Brigadier Dutton knew the 15th MEU needed more time but they were scheduled to join up with the I Marine Expeditionary Force within the next 2 days, so he decided to relieve the unit and that 42 Commando could take over. On the night of 24 March, M company, 42 Commando, patrolled through the town and port after receiving occasional rifle fire and cleared a Ba'ath Party headquarters in the center of the town, the following day another patrol cleared Iraqi defensive positions, finding that the Iraqi troops had left the town.

==Aftermath==
Following the seizure of the town and port, the waterway was de-mined by a detachment from HM-14 and Naval Special Clearance Team ONE of the U.S. Navy and reopened.

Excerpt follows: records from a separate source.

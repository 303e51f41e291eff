//! Configuration management for HLS Fetcher
//!
//! Settings come from three layers, later ones winning: built-in defaults,
//! a TOML file, and `HLS_FETCHER_*` environment variables. Command line
//! flags are applied on top by the binary.
//!
//! ```toml
//! [client]
//! request_timeout = "60s"
//! proxy = "socks5://127.0.0.1:1080"
//!
//! [retry]
//! max_attempts = 5
//! backoff = { kind = "exponential", initial = "250ms", max = "5s" }
//!
//! [pool]
//! worker_count = 16
//! ```

use std::path::{Path, PathBuf};

use serde::{Deserialize, Serialize};
use tracing::{debug, info};

use crate::app::{ClientConfig, CoordinatorConfig, ManifestConfig, RetryPolicy, WorkerConfig};
use crate::constants::{env, files};
use crate::errors::{ConfigError, ConfigResult};

/// Unified application configuration for TOML serialization
#[derive(Debug, Clone, Default, Serialize, Deserialize)]
#[serde(default)]
pub struct AppConfig {
    /// HTTP client settings
    pub client: ClientConfig,
    /// Per-segment retry policy
    pub retry: RetryPolicy,
    /// Worker pool sizing
    pub pool: WorkerConfig,
    /// Manifest parsing settings
    pub manifest: ManifestConfig,
    /// Logging configuration
    pub logging: LoggingConfig,
}

/// Logging configuration
#[derive(Debug, Clone, Serialize, Deserialize)]
#[serde(default)]
pub struct LoggingConfig {
    /// Default filter directive when neither RUST_LOG nor a flag is given
    pub level: String,
    /// Emit ANSI colours
    pub colored_output: bool,
}

impl Default for LoggingConfig {
    fn default() -> Self {
        Self {
            level: "warn".to_string(),
            colored_output: true,
        }
    }
}

impl AppConfig {
    /// Loads configuration from the first file found, then applies
    /// environment overrides
    ///
    /// An explicit `config_file_override` must exist; the default locations
    /// are optional.
    pub async fn load(config_file_override: Option<&Path>) -> ConfigResult<Self> {
        let mut config = match config_file_override {
            Some(path) => {
                if !path.exists() {
                    return Err(ConfigError::NotFound {
                        path: path.to_path_buf(),
                    });
                }
                Self::load_from_file(path).await?
            }
            None => match Self::find_config_file() {
                Some(path) => Self::load_from_file(&path).await?,
                None => {
                    debug!("No config file found, using defaults");
                    Self::default()
                }
            },
        };

        config.apply_env_overrides()?;
        config.validate()?;
        Ok(config)
    }

    /// Parses a TOML configuration file
    pub async fn load_from_file(path: &Path) -> ConfigResult<Self> {
        let content = tokio::fs::read_to_string(path).await?;
        let config = Self::from_toml(&content)?;
        info!("Loaded configuration from: {}", path.display());
        Ok(config)
    }

    /// Parses TOML text
    pub fn from_toml(content: &str) -> ConfigResult<Self> {
        Ok(toml::from_str(content)?)
    }

    /// Candidate configuration paths in lookup order
    pub fn search_paths() -> Vec<PathBuf> {
        let mut paths = vec![PathBuf::from(files::LOCAL_CONFIG_FILE)];
        if let Some(config_dir) = dirs::config_dir() {
            paths.push(config_dir.join(files::CONFIG_DIR_NAME).join("config.toml"));
        }
        paths
    }

    fn find_config_file() -> Option<PathBuf> {
        let found = Self::search_paths().into_iter().find(|path| path.exists());
        if let Some(path) = &found {
            debug!("Found config file: {}", path.display());
        }
        found
    }

    /// Applies `HLS_FETCHER_*` variables from the process environment
    pub fn apply_env_overrides(&mut self) -> ConfigResult<()> {
        self.apply_overrides_from(|key| std::env::var(key).ok())
    }

    /// Applies overrides from any key lookup
    pub fn apply_overrides_from<F>(&mut self, lookup: F) -> ConfigResult<()>
    where
        F: Fn(&str) -> Option<String>,
    {
        if let Some(value) = lookup(env::WORKERS) {
            self.pool.worker_count = value
                .trim()
                .parse()
                .map_err(|_| ConfigError::invalid(env::WORKERS, &value, "Expected a positive integer"))?;
            debug!("Worker count overridden to {}", self.pool.worker_count);
        }

        if let Some(value) = lookup(env::MAX_ATTEMPTS) {
            self.retry.max_attempts = value
                .trim()
                .parse()
                .map_err(|_| ConfigError::invalid(env::MAX_ATTEMPTS, &value, "Expected a positive integer"))?;
            debug!("Max attempts overridden to {}", self.retry.max_attempts);
        }

        if let Some(value) = lookup(env::PROXY) {
            let value = value.trim();
            self.client.proxy = (!value.is_empty()).then(|| value.to_string());
        }

        Ok(())
    }

    /// Rejects values no session could run with
    pub fn validate(&self) -> ConfigResult<()> {
        if self.pool.worker_count == 0 {
            return Err(ConfigError::invalid(
                "pool.worker_count",
                self.pool.worker_count,
                "At least one worker is required",
            ));
        }
        if self.client.rate_limit_rps == 0 {
            return Err(ConfigError::invalid(
                "client.rate_limit_rps",
                self.client.rate_limit_rps,
                "Rate limit must be non-zero",
            ));
        }
        self.retry.validate()?;
        self.manifest.validate()?;
        Ok(())
    }

    /// Session configuration derived from these settings
    pub fn coordinator_config(&self) -> CoordinatorConfig {
        CoordinatorConfig {
            worker: self.pool.clone(),
            retry: self.retry.clone(),
            manifest: self.manifest.clone(),
        }
    }
}

#[cfg(test)]
mod tests {
    use super::*;
    use std::collections::HashMap;
    use std::time::Duration;

    use crate::app::BackoffPolicy;

    fn overrides(pairs: &[(&str, &str)]) -> HashMap<String, String> {
        pairs
            .iter()
            .map(|(k, v)| (k.to_string(), v.to_string()))
            .collect()
    }

    #[test]
    fn test_default_config_is_valid() {
        let config = AppConfig::default();
        assert!(config.validate().is_ok());
        assert_eq!(config.logging.level, "warn");
    }

    #[test]
    fn test_parse_partial_toml() {
        let config = AppConfig::from_toml(
            r#"
            [client]
            request_timeout = "30s"
            proxy = "socks5://127.0.0.1:1080"
            referer = "https://player.example.com/"

            [retry]
            max_attempts = 5
            backoff = { kind = "exponential", initial = "100ms", max = "2s" }

            [pool]
            worker_count = 12
            "#,
        )
        .unwrap();

        assert_eq!(config.client.request_timeout, Duration::from_secs(30));
        assert_eq!(config.client.proxy.as_deref(), Some("socks5://127.0.0.1:1080"));
        assert_eq!(config.retry.max_attempts, 5);
        assert_eq!(
            config.retry.backoff,
            BackoffPolicy::Exponential {
                initial: Duration::from_millis(100),
                max: Duration::from_secs(2),
            }
        );
        assert_eq!(config.pool.worker_count, 12);
        assert_eq!(config.manifest.manifest_suffix, "m3u8");
    }

    #[test]
    fn test_flat_backoff_parses() {
        let config = AppConfig::from_toml("[retry]\nbackoff = { kind = \"flat\" }\n").unwrap();
        assert_eq!(config.retry.backoff, BackoffPolicy::Flat);
    }

    #[test]
    fn test_invalid_toml_is_format_error() {
        let result = AppConfig::from_toml("[pool\nworker_count = ");
        assert!(matches!(result, Err(ConfigError::InvalidFormat(_))));
    }

    #[test]
    fn test_env_overrides() {
        let vars = overrides(&[
            (env::WORKERS, "3"),
            (env::MAX_ATTEMPTS, "7"),
            (env::PROXY, "http://proxy.local:8080"),
        ]);
        let mut config = AppConfig::default();
        config.apply_overrides_from(|key| vars.get(key).cloned()).unwrap();

        assert_eq!(config.pool.worker_count, 3);
        assert_eq!(config.retry.max_attempts, 7);
        assert_eq!(config.client.proxy.as_deref(), Some("http://proxy.local:8080"));
    }

    #[test]
    fn test_env_override_rejects_garbage() {
        let vars = overrides(&[(env::WORKERS, "many")]);
        let mut config = AppConfig::default();
        let result = config.apply_overrides_from(|key| vars.get(key).cloned());
        assert!(matches!(result, Err(ConfigError::InvalidValue { .. })));
    }

    #[test]
    fn test_validation_rejects_zero_values() {
        let mut config = AppConfig::default();
        config.pool.worker_count = 0;
        assert!(config.validate().is_err());

        let mut config = AppConfig::default();
        config.retry.max_attempts = 0;
        assert!(config.validate().is_err());

        let mut config = AppConfig::default();
        config.client.rate_limit_rps = 0;
        assert!(config.validate().is_err());
    }

    #[tokio::test]
    async fn test_explicit_missing_file_is_not_found() {
        let temp_dir = tempfile::tempdir().unwrap();
        let path = temp_dir.path().join("absent.toml");
        let result = AppConfig::load(Some(path.as_path())).await;
        assert!(matches!(result, Err(ConfigError::NotFound { .. })));
    }

    #[tokio::test]
    async fn test_load_from_file() {
        let temp_dir = tempfile::tempdir().unwrap();
        let path = temp_dir.path().join("config.toml");
        tokio::fs::write(&path, "[pool]\nworker_count = 4\n").await.unwrap();

        let config = AppConfig::load_from_file(&path).await.unwrap();
        assert_eq!(config.pool.worker_count, 4);
        assert_eq!(config.coordinator_config().worker.worker_count, 4);
    }
}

Using Rigid Hull Inflatable Boats (RIBs), the Special Warfare Combatant-craft Crewmen (SWCC) of SBT 20 assisted in the capture of the Iraqi port city, Umm Qasr, with follow-on force protection of the port. As the waters came under the protection of the coalition forces, SBT 20 detachments served a crucial role in securing oil delivery stations along the gulf throughout the myriad of mine fields. Umm Qasr played an important role in the shipment of humanitarian supplies to Iraqi civilians.

Coalition minesweepers, including HMS Bangor and HMS Sandown (aided by divers), US Navy MH-53E helicopters, and trained dolphins, located the approach to the port and cleared it of mines, allowing RFA Sir Galahad to dock after a couple of days. The first minesweeper HMS Brocklesby found 80 Manta mines laid out close to the shipping lane, they were destroyed in a controlled detonation.